# What is required
Looking at the entries, how many lines hold the word "warning"? State the number by itself.

◇ ◇ ◇

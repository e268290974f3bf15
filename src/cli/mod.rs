//! CLI module — Clap argument parser, output helpers, and command implementations.

pub mod commands;
pub mod output;

use std::path::PathBuf;

use clap::Parser;
use tracing_subscriber::{fmt, layer::SubscriberExt, util::SubscriberInitExt, EnvFilter};

use crate::config::Settings;
use crate::crypto::{load_keyfile, VaultKey};
use crate::errors::{Result, SiteVaultError};

/// Environment variable holding a base64-encoded key (scripted use).
pub const KEY_ENV_VAR: &str = "SITEVAULT_KEY";

/// Environment variable holding a `tracing` filter directive.
pub const LOG_ENV_VAR: &str = "SITEVAULT_LOG";

/// Longest accepted category or record name.
const MAX_NAME_LEN: usize = 256;

/// SiteVault CLI: encrypted store for site credentials.
#[derive(Parser)]
#[command(
    name = "sitevault",
    about = "Encrypted vault for site credentials",
    version
)]
pub struct Cli {
    #[command(subcommand)]
    pub command: Commands,

    /// Vault file (default: `vault_file` from .sitevault.toml)
    #[arg(long, global = true)]
    pub vault: Option<String>,

    /// Keyfile holding the 32-byte vault key (default: `keyfile` from .sitevault.toml)
    #[arg(long, global = true)]
    pub keyfile: Option<String>,

    /// Print debug logs to stderr
    #[arg(short, long, global = true)]
    pub verbose: bool,
}

/// All available subcommands.
#[derive(clap::Subcommand)]
pub enum Commands {
    /// Generate a new random keyfile
    Keygen {
        /// Where to write the keyfile (default: the configured keyfile path)
        path: Option<String>,
    },

    /// Add a credential (existing entries are kept unless --update is given)
    Add(AddArgs),

    /// Print the decrypted vault document
    Export {
        /// Write to this file instead of stdout
        #[arg(short, long)]
        output: Option<String>,
    },

    /// List stored credentials (passwords are never shown)
    List {
        /// Only show this category
        category: Option<String>,
    },
}

/// Arguments for `sitevault add`.
#[derive(clap::Args)]
pub struct AddArgs {
    /// Category to file the credential under (e.g. work)
    pub category: String,

    /// Name of the credential within its category (e.g. github)
    pub name: String,

    /// Site address (prompted if omitted)
    #[arg(long)]
    pub site: Option<String>,

    /// Login name (prompted if omitted)
    #[arg(long)]
    pub username: Option<String>,

    /// Password (prompted if omitted; read from stdin when piped)
    #[arg(long)]
    pub password: Option<String>,

    /// Replace the credential if the name already exists
    #[arg(short, long)]
    pub update: bool,
}

// ---------------------------------------------------------------------------
// Shared helpers used by multiple commands
// ---------------------------------------------------------------------------

/// Install the stderr log subscriber.
///
/// `SITEVAULT_LOG` takes precedence; otherwise `--verbose` selects
/// `debug` and the default is `warn`.
pub fn init_logging(verbose: bool) {
    let default_level = if verbose { "debug" } else { "warn" };
    let filter =
        EnvFilter::try_from_env(LOG_ENV_VAR).unwrap_or_else(|_| EnvFilter::new(default_level));

    let _ = tracing_subscriber::registry()
        .with(filter)
        .with(
            fmt::layer()
                .with_writer(std::io::stderr)
                .with_target(false)
                .with_thread_ids(false),
        )
        .try_init();
}

/// Load `.sitevault.toml` from the current directory.
pub fn settings() -> Result<(PathBuf, Settings)> {
    let cwd = std::env::current_dir()?;
    let settings = Settings::load(&cwd)?;
    Ok((cwd, settings))
}

/// Resolve the vault file path: `--vault`, else the configured one.
pub fn vault_path(cli: &Cli) -> Result<PathBuf> {
    let (cwd, settings) = settings()?;
    Ok(match &cli.vault {
        Some(path) => cwd.join(path),
        None => settings.vault_path(&cwd),
    })
}

/// Resolve the keyfile path: `--keyfile`, else the configured one.
pub fn keyfile_path(cli: &Cli) -> Result<PathBuf> {
    let (cwd, settings) = settings()?;
    Ok(match &cli.keyfile {
        Some(path) => cwd.join(path),
        None => settings.keyfile_path(&cwd),
    })
}

/// Get the vault key, trying in order:
/// 1. `SITEVAULT_KEY` env var (base64, for CI/scripts)
/// 2. The keyfile (`--keyfile` or configured path)
pub fn load_key(cli: &Cli) -> Result<VaultKey> {
    if let Ok(encoded) = std::env::var(KEY_ENV_VAR) {
        if !encoded.trim().is_empty() {
            tracing::debug!("using key from {KEY_ENV_VAR}");
            return VaultKey::from_base64(&encoded);
        }
    }

    let path = keyfile_path(cli)?;
    tracing::debug!(path = %path.display(), "loading keyfile");
    load_keyfile(&path).map_err(|e| {
        output::tip("Run `sitevault keygen` to create a keyfile.");
        e
    })
}

/// Validate a category or record name.
///
/// Must be non-empty, at most 256 bytes of UTF-8, and free of control characters.
pub fn validate_name(kind: &str, name: &str) -> Result<()> {
    if name.trim().is_empty() {
        return Err(SiteVaultError::CommandFailed(format!(
            "{kind} name cannot be empty"
        )));
    }

    if name.len() > MAX_NAME_LEN {
        return Err(SiteVaultError::CommandFailed(format!(
            "{kind} name cannot exceed {MAX_NAME_LEN} bytes"
        )));
    }

    if name.chars().any(char::is_control) {
        return Err(SiteVaultError::CommandFailed(format!(
            "{kind} name '{}' contains control characters",
            name.escape_debug()
        )));
    }

    Ok(())
}
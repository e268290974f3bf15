//! `sitevault add` — store a credential in the vault.

use std::io::{self, BufRead, IsTerminal};

use dialoguer::{Input, Password};

use crate::cli::output;
use crate::cli::{load_key, validate_name, vault_path, AddArgs, Cli};
use crate::errors::{Result, SiteVaultError};
use crate::vault::{CredentialRecord, UpsertOutcome, VaultStore};

/// Execute the `add` command.
pub fn execute(cli: &Cli, args: &AddArgs) -> Result<()> {
    validate_name("category", &args.category)?;
    validate_name("record", &args.name)?;

    // Resolve where and with what key before asking for any input.
    let path = vault_path(cli)?;
    let key = load_key(cli)?;

    let site = match &args.site {
        Some(s) => s.clone(),
        None => prompt_field("site")?,
    };
    let username = match &args.username {
        Some(u) => u.clone(),
        None => prompt_field("username")?,
    };
    let password = read_password(args.password.as_deref())?;

    let record = CredentialRecord::new(site, username, password);

    let store = VaultStore::new(&path);
    let outcome = store.upsert(
        key.as_bytes(),
        &args.category,
        &args.name,
        record,
        args.update,
    )?;

    let entry = format!("{}/{}", args.category, args.name);
    match outcome {
        UpsertOutcome::Created => {
            output::success(&format!(
                "Created vault at {} with '{entry}'",
                path.display()
            ));
        }
        UpsertOutcome::Inserted => output::success(&format!("Added '{entry}'")),
        UpsertOutcome::Updated => output::success(&format!("Updated '{entry}'")),
        UpsertOutcome::Unchanged => {
            output::warning(&format!("'{entry}' already exists and was left unchanged."));
            output::tip("Pass --update to replace it.");
        }
    }

    Ok(())
}

/// Prompt for a plain text field.
fn prompt_field(label: &str) -> Result<String> {
    Input::<String>::new()
        .with_prompt(label)
        .interact_text()
        .map_err(|e| SiteVaultError::CommandFailed(format!("{label} prompt: {e}")))
}

/// Determine the password from one of three sources.
fn read_password(inline: Option<&str>) -> Result<String> {
    if let Some(p) = inline {
        // Source 1: Inline value on the command line.
        output::warning("Password provided on command line — it may appear in shell history.");
        return Ok(p.to_string());
    }

    if !io::stdin().is_terminal() {
        // Source 2: Piped input, first line only.
        let mut line = String::new();
        io::stdin().lock().read_line(&mut line)?;
        return Ok(line.trim_end_matches(['\r', '\n']).to_string());
    }

    // Source 3: Interactive hidden prompt.
    Password::new()
        .with_prompt("password")
        .interact()
        .map_err(|e| SiteVaultError::CommandFailed(format!("password prompt: {e}")))
}
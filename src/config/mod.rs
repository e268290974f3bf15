//! Project-level configuration (`.sitevault.toml`).

pub mod settings;

pub use settings::Settings;
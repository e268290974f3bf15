use clap::Parser;
use sitevault::cli::{Cli, Commands};

fn main() {
    let cli = Cli::parse();
    sitevault::cli::init_logging(cli.verbose);

    let result = match cli.command {
        Commands::Keygen { ref path } => {
            sitevault::cli::commands::keygen::execute(&cli, path.as_deref())
        }
        Commands::Add(ref args) => sitevault::cli::commands::add::execute(&cli, args),
        Commands::Export { ref output } => {
            sitevault::cli::commands::export::execute(&cli, output.as_deref())
        }
        Commands::List { ref category } => {
            sitevault::cli::commands::list::execute(&cli, category.as_deref())
        }
    };

    if let Err(e) = result {
        tracing::debug!(error = ?e, "command failed");
        sitevault::cli::output::error(&e.to_string());
        std::process::exit(1);
    }
}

◇ ◇ ◇

# Your solution
2